In Videogames ist man oft abenteuerlich in neuen Welten unterwegs und braucht eine Landkarte oder einen Kompass, um sich zu orientieren und weiteren Schritte übernehmen zu können. Genau so etwas stellt das Mentoratsprogramm Forschungskompetenzen dar: durch regelmässige, strukturierte Gespräche mit einem/einer erfahrenen Forscher:in oder mit mehreren Expert:innen können die Teilnehmenden ihre berufliche Laufbahn und die künftige Entwicklung reflektieren sowie mehr zu den ungeschriebenen Regeln des eigenen Forschungsgebiets erfahren. 

Manchmal findet man in den Videogames einen Schutzzauber, der temporär vor Gefahren schützt, so dass der oder die Spieler:in ihre Challenge fokussiert und sorglos bewältigen kann. Mit dem gleichen Hintergedanken bietet die jährlich stattfindende Schreibklausur den ideellen Rahmen, um das eigene Schreibprojekt ohne die Ablenkung des Alltags voranzubringen. 

Das CAS Forschungsqualifikationen zeichnet sich durch seine Flexibilität aus, damit die Bedürfnisse den Forschenden möglichst genau abgedeckt werden. Daher können die einzelnen Angebote auch unabhängig voneinander besucht werden.  

Noch Lust aufs Spielen? Das ZLLF stellt noch zwei Angebote zur Verfügung, die ganz auf die Modalität «Mehrspieler:innen» bzw. auf die Vernetzung ausgerichtet sind. Durch die Veranstaltungsreihe Dialogräumen zur Forschungspraxis wird eine Austauschmöglichkeit für Forschende zu ihrer wissenschaftlichen Praxis geschaffen, damit gemeinsame Themen und offene Punkte mit Peers besprochen werden können. Mit den Mini-Schreibklausuren treffen sich Interessierte regelmässig einmal pro Monat, um sich gemeinsam geschützte Zeit für ihr aktuelles Schreibprojekt zu nehmen – ganz nach dem Motto «zusammen schreibt man weniger allein!». 

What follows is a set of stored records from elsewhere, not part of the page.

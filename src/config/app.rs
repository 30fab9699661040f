//! Main application configuration
//!
//! This module defines the primary configuration structures for lanelo,
//! including environment variable loading, TOML file loading and validation.

use crate::config::balancer::BalancerConfig;
use crate::config::rating::{KFactorMode, RatingConfig};
use anyhow::{anyhow, Context, Result};
use serde::{Deserialize, Serialize};
use std::env;
use std::path::Path;

/// Main application configuration
#[derive(Debug, Clone, Default, PartialEq, Serialize, Deserialize)]
#[serde(default)]
pub struct AppConfig {
    pub service: ServiceSettings,
    pub rating: RatingConfig,
    pub balancer: BalancerConfig,
}

/// Service-level settings
#[derive(Debug, Clone, PartialEq, Serialize, Deserialize)]
#[serde(default)]
pub struct ServiceSettings {
    /// Service name for logging
    pub name: String,
    /// Log level (trace, debug, info, warn, error)
    pub log_level: String,
}

impl Default for ServiceSettings {
    fn default() -> Self {
        Self {
            name: "lanelo".to_string(),
            log_level: "info".to_string(),
        }
    }
}

impl AppConfig {
    /// Load configuration from environment variables with fallback to defaults
    pub fn from_env() -> Result<Self> {
        let mut config = Self::default();
        config.apply_env()?;
        validate_config(&config)?;
        Ok(config)
    }

    /// Load configuration from a TOML file, then apply environment overrides
    pub fn from_file(path: &Path) -> Result<Self> {
        let contents = std::fs::read_to_string(path)
            .with_context(|| format!("Failed to read config file {}", path.display()))?;
        let mut config = Self::from_toml_str(&contents)?;
        config.apply_env()?;
        validate_config(&config)?;
        Ok(config)
    }

    /// Parse configuration from TOML text; missing sections keep their defaults
    pub fn from_toml_str(contents: &str) -> Result<Self> {
        let config: AppConfig =
            toml::from_str(contents).map_err(|e| anyhow!("Invalid TOML configuration: {}", e))?;
        validate_config(&config)?;
        Ok(config)
    }

    fn apply_env(&mut self) -> Result<()> {
        // Service settings
        if let Ok(name) = env::var("SERVICE_NAME") {
            self.service.name = name;
        }
        if let Ok(log_level) = env::var("LOG_LEVEL") {
            self.service.log_level = log_level;
        }

        // Rating settings
        if let Ok(factor) = env::var("RATING_MP_FACTOR") {
            self.rating.mp_factor = factor
                .parse()
                .map_err(|_| anyhow!("Invalid RATING_MP_FACTOR value: {}", factor))?;
        }
        if let Ok(scale) = env::var("RATING_PROBABILITY_SCALE") {
            self.rating.probability_scale = scale
                .parse()
                .map_err(|_| anyhow!("Invalid RATING_PROBABILITY_SCALE value: {}", scale))?;
        }
        if let Ok(mode) = env::var("RATING_K_MODE") {
            self.rating.k_mode = mode.parse::<KFactorMode>()?;
        }
        if let Ok(k) = env::var("RATING_FIXED_K") {
            self.rating.fixed_k = k
                .parse()
                .map_err(|_| anyhow!("Invalid RATING_FIXED_K value: {}", k))?;
        }
        if let Ok(initial) = env::var("RATING_INITIAL") {
            self.rating.initial_rating = initial
                .parse()
                .map_err(|_| anyhow!("Invalid RATING_INITIAL value: {}", initial))?;
        }

        // Balancer settings
        if let Ok(max_players) = env::var("BALANCER_MAX_PLAYERS") {
            self.balancer.max_players = max_players
                .parse()
                .map_err(|_| anyhow!("Invalid BALANCER_MAX_PLAYERS value: {}", max_players))?;
        }

        Ok(())
    }
}

/// Validate configuration values
pub fn validate_config(config: &AppConfig) -> Result<()> {
    // Validate log level
    match config.service.log_level.to_lowercase().as_str() {
        "trace" | "debug" | "info" | "warn" | "error" => {}
        _ => return Err(anyhow!("Invalid log level: {}", config.service.log_level)),
    }

    if config.service.name.is_empty() {
        return Err(anyhow!("Service name cannot be empty"));
    }

    config.rating.validate()?;
    config.balancer.validate()?;

    Ok(())
}
//! Team Elo rating model
//!
//! This module provides the pure rating formulas and the calculator that
//! applies a single game's outcome to its participants.

pub mod calculator;
pub mod model;

// Re-export commonly used types
pub use calculator::{
    EloRatingCalculator, Participant, RatingCalculationResult, RatingCalculator, RatingChange,
};
pub use model::{RatingModel, TeamMember, TeamRating};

Wer sich auf alte und neue Challenges in der Forschungswelt vorbereiten möchte, findet dafür im Weiterbildungsprogramm des ZLLF ein umfassendes Repertoire an Formaten und Themen. Mit Herausforderungen und Challenges lernt man also nicht nur in Videogames, sondern auch in der Forschung. Also einfach einmal den Joystick in die Hand zu nehmen!